Le Dieu de Sénèque ne s'émeut pas aux prières qu'on lui adresse, pas plus que le Dieu des Chrétiens n'est aimé en raison du bon ordre qu'il fait régner dans le monde: aussi proches que les deux expériences peuvent devenir, elles ne comblent pas une différence, qui est un gouffre !
Est-ce parce que le Dieu monothéiste des Chrétiens porte visage humain ? Est-ce parce que celui de Sénèque et des Stoïciens n'a de sens que pour une élite d'hommes capable d'envisager le monde comme un tout, dont le mouvement obéit à une volonté, y compris dans la moindre de ses parties? Les habitants de l'empire, sentant le sol religieux s'ébranler sous leurs pieds, vont faire leur choix, et ce choix ira pour le Dieu des Chrétiens !

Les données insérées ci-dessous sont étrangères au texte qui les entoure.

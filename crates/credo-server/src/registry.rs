//! # Scheme Registry
//!
//! Read-only lookup of scheme metadata and issuer key material. Built once
//! at startup (the disk loader parsing scheme material is an external
//! collaborator) and shared immutably; readers take no lock.

use std::collections::HashMap;
use std::sync::Arc;

use thiserror::Error;

use credo_core::{
    AttributeTypeId, CredentialTypeId, CredentialTypeInfo, IssuerId, SchemeId, SchemeInfo,
};
use credo_crypto::{PrivateKey, PublicKey, RevocationPrivateKey, RevocationPublicKey};
use credo_protocol::attributes::credtype_hash;

/// Lookup failures against the registry.
#[derive(Error, Debug, Clone, PartialEq, Eq)]
pub enum RegistryError {
    /// The identifier is not known to any loaded scheme.
    #[error("unknown identifier {0}")]
    UnknownIdentifier(String),
}

/// The read-only scheme registry.
#[derive(Default)]
pub struct SchemeRegistry {
    schemes: HashMap<SchemeId, SchemeInfo>,
    credential_types: HashMap<CredentialTypeId, CredentialTypeInfo>,
    credtype_by_hash: HashMap<[u8; 16], CredentialTypeId>,
    public_keys: HashMap<(IssuerId, u32), Arc<PublicKey>>,
    private_keys: HashMap<IssuerId, Arc<PrivateKey>>,
}

impl SchemeRegistry {
    /// Start building a registry.
    pub fn builder() -> SchemeRegistryBuilder {
        SchemeRegistryBuilder {
            registry: SchemeRegistry::default(),
        }
    }

    /// The public key `issuer` signs under at rollover `counter`.
    pub fn public_key(
        &self,
        issuer: &IssuerId,
        counter: u32,
    ) -> Result<Arc<PublicKey>, RegistryError> {
        self.public_keys
            .get(&(issuer.clone(), counter))
            .cloned()
            .ok_or_else(|| RegistryError::UnknownIdentifier(format!("{issuer}#{counter}")))
    }

    /// The private key of a local issuer.
    pub fn private_key(&self, issuer: &IssuerId) -> Result<Arc<PrivateKey>, RegistryError> {
        self.private_keys
            .get(issuer)
            .cloned()
            .ok_or_else(|| RegistryError::UnknownIdentifier(issuer.to_string()))
    }

    /// Credential type metadata.
    pub fn credential_type(
        &self,
        id: &CredentialTypeId,
    ) -> Result<&CredentialTypeInfo, RegistryError> {
        self.credential_types
            .get(id)
            .ok_or_else(|| RegistryError::UnknownIdentifier(id.to_string()))
    }

    /// Credential type by the truncated hash carried in metadata
    /// attributes.
    pub fn credential_type_by_hash(
        &self,
        hash: &[u8; 16],
    ) -> Result<&CredentialTypeInfo, RegistryError> {
        let id = self
            .credtype_by_hash
            .get(hash)
            .ok_or_else(|| RegistryError::UnknownIdentifier("credential type hash".to_string()))?;
        self.credential_type(id)
    }

    /// Check an attribute type exists.
    pub fn attribute_type(&self, id: &AttributeTypeId) -> Result<(), RegistryError> {
        let info = self.credential_type(&id.credential_type())?;
        if info.attributes.iter().any(|a| a == id.name()) {
            Ok(())
        } else {
            Err(RegistryError::UnknownIdentifier(id.to_string()))
        }
    }

    /// Whether wallets of `scheme` co-sign with a keyshare server.
    pub fn is_distributed(&self, scheme: &SchemeId) -> Result<bool, RegistryError> {
        self.schemes
            .get(scheme)
            .map(|s| s.distributed)
            .ok_or_else(|| RegistryError::UnknownIdentifier(scheme.to_string()))
    }

    /// Whether `credtype` carries a non-revocation attribute.
    pub fn supports_revocation(&self, credtype: &CredentialTypeId) -> Result<bool, RegistryError> {
        Ok(self.credential_type(credtype)?.supports_revocation)
    }

    /// The issuer's revocation public key.
    pub fn revocation_public_key(
        &self,
        issuer: &IssuerId,
    ) -> Result<RevocationPublicKey, RegistryError> {
        Ok(self.public_key(issuer, 0)?.revocation_key())
    }

    /// The issuer's revocation private key, derived from its signing key.
    pub fn revocation_private_key(
        &self,
        issuer: &IssuerId,
    ) -> Result<RevocationPrivateKey, RegistryError> {
        Ok(self.private_key(issuer)?.revocation_key())
    }
}

/// Builder assembling a registry at startup.
pub struct SchemeRegistryBuilder {
    registry: SchemeRegistry,
}

impl SchemeRegistryBuilder {
    /// Register a scheme.
    pub fn scheme(mut self, info: SchemeInfo) -> Self {
        self.registry.schemes.insert(info.id.clone(), info);
        self
    }

    /// Register an issuer's public key at its rollover counter.
    pub fn issuer_public_key(mut self, issuer: IssuerId, key: PublicKey) -> Self {
        self.registry
            .public_keys
            .insert((issuer, key.counter), Arc::new(key));
        self
    }

    /// Register a local issuer's private key.
    pub fn issuer_private_key(mut self, issuer: IssuerId, key: PrivateKey) -> Self {
        self.registry.private_keys.insert(issuer, Arc::new(key));
        self
    }

    /// Register a credential type.
    pub fn credential_type(mut self, info: CredentialTypeInfo) -> Self {
        self.registry
            .credtype_by_hash
            .insert(credtype_hash(&info.id), info.id.clone());
        self.registry.credential_types.insert(info.id.clone(), info);
        self
    }

    /// Finish the registry.
    pub fn build(self) -> SchemeRegistry {
        self.registry
    }
}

Quant à Sénèque, il eut, pour quitter la scène, un choix à faire qui a valeur de testament : sommé par Néron de mettre un terme à ses jours, et considérant que cela équivalait à un arrêt du destin, il s'y employa avec le même sérieux dont il fait preuve pour rédiger un aphorisme : «Tout ce que la constitution de l'univers nous astreint à souffrir, endurons-le en faisant preuve de grandeur d'âme».